BEGIN Stored data

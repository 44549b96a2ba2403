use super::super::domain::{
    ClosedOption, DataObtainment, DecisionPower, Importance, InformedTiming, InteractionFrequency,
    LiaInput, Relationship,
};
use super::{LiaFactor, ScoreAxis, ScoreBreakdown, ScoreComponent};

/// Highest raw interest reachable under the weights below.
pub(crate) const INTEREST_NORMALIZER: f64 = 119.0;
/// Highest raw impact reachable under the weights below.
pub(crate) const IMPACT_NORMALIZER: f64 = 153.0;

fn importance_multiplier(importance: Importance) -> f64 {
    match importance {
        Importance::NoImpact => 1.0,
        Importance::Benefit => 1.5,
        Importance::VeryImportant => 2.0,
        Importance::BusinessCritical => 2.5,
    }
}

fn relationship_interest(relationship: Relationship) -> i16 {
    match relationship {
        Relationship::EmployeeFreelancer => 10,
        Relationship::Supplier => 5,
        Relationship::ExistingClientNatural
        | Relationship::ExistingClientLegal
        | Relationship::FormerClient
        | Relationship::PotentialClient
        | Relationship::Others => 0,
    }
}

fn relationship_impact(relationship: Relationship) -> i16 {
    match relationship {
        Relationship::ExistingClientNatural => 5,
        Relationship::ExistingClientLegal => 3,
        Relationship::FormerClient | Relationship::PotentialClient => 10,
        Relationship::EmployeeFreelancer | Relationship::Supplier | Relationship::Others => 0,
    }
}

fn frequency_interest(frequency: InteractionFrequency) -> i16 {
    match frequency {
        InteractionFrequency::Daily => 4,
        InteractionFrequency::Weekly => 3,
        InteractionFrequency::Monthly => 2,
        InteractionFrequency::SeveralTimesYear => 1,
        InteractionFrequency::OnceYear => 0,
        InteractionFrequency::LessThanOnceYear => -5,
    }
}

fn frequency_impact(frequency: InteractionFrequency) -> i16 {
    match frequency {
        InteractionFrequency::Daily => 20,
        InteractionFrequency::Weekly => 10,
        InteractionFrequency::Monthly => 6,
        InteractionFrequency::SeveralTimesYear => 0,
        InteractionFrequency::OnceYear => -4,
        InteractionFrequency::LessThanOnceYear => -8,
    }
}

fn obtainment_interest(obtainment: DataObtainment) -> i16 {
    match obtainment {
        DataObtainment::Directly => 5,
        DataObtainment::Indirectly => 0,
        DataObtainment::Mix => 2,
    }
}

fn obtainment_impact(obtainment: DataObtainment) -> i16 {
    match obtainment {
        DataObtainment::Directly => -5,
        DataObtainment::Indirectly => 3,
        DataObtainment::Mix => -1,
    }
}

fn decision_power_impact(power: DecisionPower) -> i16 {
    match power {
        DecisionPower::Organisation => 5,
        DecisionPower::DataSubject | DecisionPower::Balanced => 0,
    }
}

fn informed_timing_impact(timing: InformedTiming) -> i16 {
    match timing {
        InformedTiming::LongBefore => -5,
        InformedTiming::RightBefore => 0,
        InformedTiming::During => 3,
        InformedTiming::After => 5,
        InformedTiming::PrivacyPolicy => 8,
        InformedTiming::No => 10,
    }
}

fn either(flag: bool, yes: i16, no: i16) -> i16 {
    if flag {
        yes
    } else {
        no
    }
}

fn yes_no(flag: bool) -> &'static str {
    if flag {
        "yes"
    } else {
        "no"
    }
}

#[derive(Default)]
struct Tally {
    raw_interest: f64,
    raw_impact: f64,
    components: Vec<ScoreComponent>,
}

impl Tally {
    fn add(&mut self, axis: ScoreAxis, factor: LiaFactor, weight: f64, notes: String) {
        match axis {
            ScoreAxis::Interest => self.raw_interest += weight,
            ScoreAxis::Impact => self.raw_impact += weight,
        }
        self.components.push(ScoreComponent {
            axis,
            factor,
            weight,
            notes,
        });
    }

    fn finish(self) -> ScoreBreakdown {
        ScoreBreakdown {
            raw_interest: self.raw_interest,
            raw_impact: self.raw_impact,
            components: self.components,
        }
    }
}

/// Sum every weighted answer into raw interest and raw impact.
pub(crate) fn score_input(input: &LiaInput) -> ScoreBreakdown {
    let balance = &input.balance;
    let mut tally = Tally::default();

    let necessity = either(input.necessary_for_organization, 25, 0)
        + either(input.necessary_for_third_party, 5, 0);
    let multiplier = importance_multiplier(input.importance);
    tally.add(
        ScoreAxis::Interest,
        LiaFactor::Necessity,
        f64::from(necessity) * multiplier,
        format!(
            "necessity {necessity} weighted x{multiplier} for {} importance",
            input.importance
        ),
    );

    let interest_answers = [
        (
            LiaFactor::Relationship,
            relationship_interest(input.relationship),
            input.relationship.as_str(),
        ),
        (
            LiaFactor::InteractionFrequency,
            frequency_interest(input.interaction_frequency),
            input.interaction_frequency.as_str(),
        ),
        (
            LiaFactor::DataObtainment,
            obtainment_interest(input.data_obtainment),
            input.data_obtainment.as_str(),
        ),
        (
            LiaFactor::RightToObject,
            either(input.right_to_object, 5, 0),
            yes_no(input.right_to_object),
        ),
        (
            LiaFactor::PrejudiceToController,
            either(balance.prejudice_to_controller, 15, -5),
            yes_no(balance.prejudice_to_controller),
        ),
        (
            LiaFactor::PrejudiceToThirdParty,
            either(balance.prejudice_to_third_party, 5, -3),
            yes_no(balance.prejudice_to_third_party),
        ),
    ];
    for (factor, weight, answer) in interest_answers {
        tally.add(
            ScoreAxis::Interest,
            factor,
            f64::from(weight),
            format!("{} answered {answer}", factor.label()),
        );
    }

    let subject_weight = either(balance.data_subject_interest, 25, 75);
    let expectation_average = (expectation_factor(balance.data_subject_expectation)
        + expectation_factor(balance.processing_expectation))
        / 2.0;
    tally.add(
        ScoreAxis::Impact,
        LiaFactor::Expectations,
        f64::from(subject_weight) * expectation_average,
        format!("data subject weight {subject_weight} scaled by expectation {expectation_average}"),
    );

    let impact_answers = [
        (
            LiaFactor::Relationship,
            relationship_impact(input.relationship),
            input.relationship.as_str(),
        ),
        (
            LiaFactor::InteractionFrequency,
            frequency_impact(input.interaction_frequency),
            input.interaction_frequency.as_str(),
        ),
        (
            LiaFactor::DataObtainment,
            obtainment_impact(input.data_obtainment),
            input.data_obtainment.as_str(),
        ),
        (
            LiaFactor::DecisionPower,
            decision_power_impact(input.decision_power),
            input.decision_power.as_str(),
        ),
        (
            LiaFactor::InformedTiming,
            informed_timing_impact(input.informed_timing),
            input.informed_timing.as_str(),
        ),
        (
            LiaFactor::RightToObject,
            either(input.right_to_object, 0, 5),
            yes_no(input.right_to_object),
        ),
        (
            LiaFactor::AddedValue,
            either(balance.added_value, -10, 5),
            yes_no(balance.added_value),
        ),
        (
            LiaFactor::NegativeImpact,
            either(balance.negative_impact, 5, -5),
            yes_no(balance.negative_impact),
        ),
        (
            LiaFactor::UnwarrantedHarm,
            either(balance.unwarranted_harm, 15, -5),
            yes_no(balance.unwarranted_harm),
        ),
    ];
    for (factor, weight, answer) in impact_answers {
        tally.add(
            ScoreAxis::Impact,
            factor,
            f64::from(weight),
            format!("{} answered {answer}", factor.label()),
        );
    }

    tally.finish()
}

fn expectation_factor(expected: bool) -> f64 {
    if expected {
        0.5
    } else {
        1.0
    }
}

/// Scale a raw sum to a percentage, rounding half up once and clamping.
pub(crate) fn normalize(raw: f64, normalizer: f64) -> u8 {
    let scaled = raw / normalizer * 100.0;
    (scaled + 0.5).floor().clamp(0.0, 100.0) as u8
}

END Stored data

Each record above is to be restated word for word.

repository 44549b96a2ba2403
use super::super::domain::{
    ClosedOption, DataObtainment, DecisionPower, Importance, InformedTiming, InteractionFrequency,
    LiaInput, Relationship,
};
use super::{LiaFactor, ScoreAxis, ScoreBreakdown, ScoreComponent};

/// Highest raw interest reachable under the weights below.
pub(crate) const INTEREST_NORMALIZER: f64 = 119.0;
/// Highest raw impact reachable under the weights below.
pub(crate) const IMPACT_NORMALIZER: f64 = 153.0;

fn importance_multiplier(importance: Importance) -> f64 {
    match importance {
        Importance::NoImpact => 1.0,
        Importance::Benefit => 1.5,
        Importance::VeryImportant => 2.0,
        Importance::BusinessCritical => 2.5,
    }
}

fn relationship_interest(relationship: Relationship) -> i16 {
    match relationship {
        Relationship::EmployeeFreelancer => 10,
        Relationship::Supplier => 5,
        Relationship::ExistingClientNatural
        | Relationship::ExistingClientLegal
        | Relationship::FormerClient
        | Relationship::PotentialClient
        | Relationship::Others => 0,
    }
}

fn relationship_impact(relationship: Relationship) -> i16 {
    match relationship {
        Relationship::ExistingClientNatural => 5,
        Relationship::ExistingClientLegal => 3,
        Relationship::FormerClient | Relationship::PotentialClient => 10,
        Relationship::EmployeeFreelancer | Relationship::Supplier | Relationship::Others => 0,
    }
}

fn frequency_interest(frequency: InteractionFrequency) -> i16 {
    match frequency {
        InteractionFrequency::Daily => 4,
        InteractionFrequency::Weekly => 3,
        InteractionFrequency::Monthly => 2,
        InteractionFrequency::SeveralTimesYear => 1,
        InteractionFrequency::OnceYear => 0,
        InteractionFrequency::LessThanOnceYear => -5,
    }
}

fn frequency_impact(frequency: InteractionFrequency) -> i16 {
    match frequency {
        InteractionFrequency::Daily => 20,
        InteractionFrequency::Weekly => 10,
        InteractionFrequency::Monthly => 6,
        InteractionFrequency::SeveralTimesYear => 0,
        InteractionFrequency::OnceYear => -4,
        InteractionFrequency::LessThanOnceYear => -8,
    }
}

fn obtainment_interest(obtainment: DataObtainment) -> i16 {
    match obtainment {
        DataObtainment::Directly => 5,
        DataObtainment::Indirectly => 0,
        DataObtainment::Mix => 2,
    }
}

fn obtainment_impact(obtainment: DataObtainment) -> i16 {
    match obtainment {
        DataObtainment::Directly => -5,
        DataObtainment::Indirectly => 3,
        DataObtainment::Mix => -1,
    }
}

fn decision_power_impact(power: DecisionPower) -> i16 {
    match power {
        DecisionPower::Organisation => 5,
        DecisionPower::DataSubject | DecisionPower::Balanced => 0,
    }
}

fn informed_timing_impact(timing: InformedTiming) -> i16 {
    match timing {
        InformedTiming::LongBefore => -5,
        InformedTiming::RightBefore => 0,
        InformedTiming::During => 3,
        InformedTiming::After => 5,
        InformedTiming::PrivacyPolicy => 8,
        InformedTiming::No => 10,
    }
}

fn either(flag: bool, yes: i16, no: i16) -> i16 {
    if flag {
        yes
    } else {
        no
    }
}

fn yes_no(flag: bool) -> &'static str {
    if flag {
        "yes"
    } else {
        "no"
    }
}

#[derive(Default)]
struct Tally {
    raw_interest: f64,
    raw_impact: f64,
    components: Vec<ScoreComponent>,
}

impl Tally {
    fn add(&mut self, axis: ScoreAxis, factor: LiaFactor, weight: f64, notes: String) {
        match axis {
            ScoreAxis::Interest => self.raw_interest += weight,
            ScoreAxis::Impact => self.raw_impact += weight,
        }
        self.components.push(ScoreComponent {
            axis,
            factor,
            weight,
            notes,
        });
    }

    fn finish(self) -> ScoreBreakdown {
        ScoreBreakdown {
            raw_interest: self.raw_interest,
            raw_impact: self.raw_impact,
            components: self.components,
        }
    }
}

/// Sum every weighted answer into raw interest and raw impact.
pub(crate) fn score_input(input: &LiaInput) -> ScoreBreakdown {
    let balance = &input.balance;
    let mut tally = Tally::default();

    let necessity = either(input.necessary_for_organization, 25, 0)
        + either(input.necessary_for_third_party, 5, 0);
    let multiplier = importance_multiplier(input.importance);
    tally.add(
        ScoreAxis::Interest,
        LiaFactor::Necessity,
        f64::from(necessity) * multiplier,
        format!(
            "necessity {necessity} weighted x{multiplier} for {} importance",
            input.importance
        ),
    );

    let interest_answers = [
        (
            LiaFactor::Relationship,
            relationship_interest(input.relationship),
            input.relationship.as_str(),
        ),
        (
            LiaFactor::InteractionFrequency,
            frequency_interest(input.interaction_frequency),
            input.interaction_frequency.as_str(),
        ),
        (
            LiaFactor::DataObtainment,
            obtainment_interest(input.data_obtainment),
            input.data_obtainment.as_str(),
        ),
        (
            LiaFactor::RightToObject,
            either(input.right_to_object, 5, 0),
            yes_no(input.right_to_object),
        ),
        (
            LiaFactor::PrejudiceToController,
            either(balance.prejudice_to_controller, 15, -5),
            yes_no(balance.prejudice_to_controller),
        ),
        (
            LiaFactor::PrejudiceToThirdParty,
            either(balance.prejudice_to_third_party, 5, -3),
            yes_no(balance.prejudice_to_third_party),
        ),
    ];
    for (factor, weight, answer) in interest_answers {
        tally.add(
            ScoreAxis::Interest,
            factor,
            f64::from(weight),
            format!("{} answered {answer}", factor.label()),
        );
    }

    let subject_weight = either(balance.data_subject_interest, 25, 75);
    let expectation_average = (expectation_factor(balance.data_subject_expectation)
        + expectation_factor(balance.processing_expectation))
        / 2.0;
    tally.add(
        ScoreAxis::Impact,
        LiaFactor::Expectations,
        f64::from(subject_weight) * expectation_average,
        format!("data subject weight {subject_weight} scaled by expectation {expectation_average}"),
    );

    let impact_answers = [
        (
            LiaFactor::Relationship,
            relationship_impact(input.relationship),
            input.relationship.as_str(),
        ),
        (
            LiaFactor::InteractionFrequency,
            frequency_impact(input.interaction_frequency),
            input.interaction_frequency.as_str(),
        ),
        (
            LiaFactor::DataObtainment,
            obtainment_impact(input.data_obtainment),
            input.data_obtainment.as_str(),
        ),
        (
            LiaFactor::DecisionPower,
            decision_power_impact(input.decision_power),
            input.decision_power.as_str(),
        ),
        (
            LiaFactor::InformedTiming,
            informed_timing_impact(input.informed_timing),
            input.informed_timing.as_str(),
        ),
        (
            LiaFactor::RightToObject,
            either(input.right_to_object, 0, 5),
            yes_no(input.right_to_object),
        ),
        (
            LiaFactor::AddedValue,
            either(balance.added_value, -10, 5),
            yes_no(balance.added_value),
        ),
        (
            LiaFactor::NegativeImpact,
            either(balance.negative_impact, 5, -5),
            yes_no(balance.negative_impact),
        ),
        (
            LiaFactor::UnwarrantedHarm,
            either(balance.unwarranted_harm, 15, -5),
            yes_no(balance.unwarranted_harm),
        ),
    ];
    for (factor, weight, answer) in impact_answers {
        tally.add(
            ScoreAxis::Impact,
            factor,
            f64::from(weight),
            format!("{} answered {answer}", factor.label()),
        );
    }

    tally.finish()
}

fn expectation_factor(expected: bool) -> f64 {
    if expected {
        0.5
    } else {
        1.0
    }
}

/// Scale a raw sum to a percentage, rounding half up once and clamping.
pub(crate) fn normalize(raw: f64, normalizer: f64) -> u8 {
    let scaled = raw / normalizer * 100.0;
    (scaled + 0.5).floor().clamp(0.0, 100.0) as u8
}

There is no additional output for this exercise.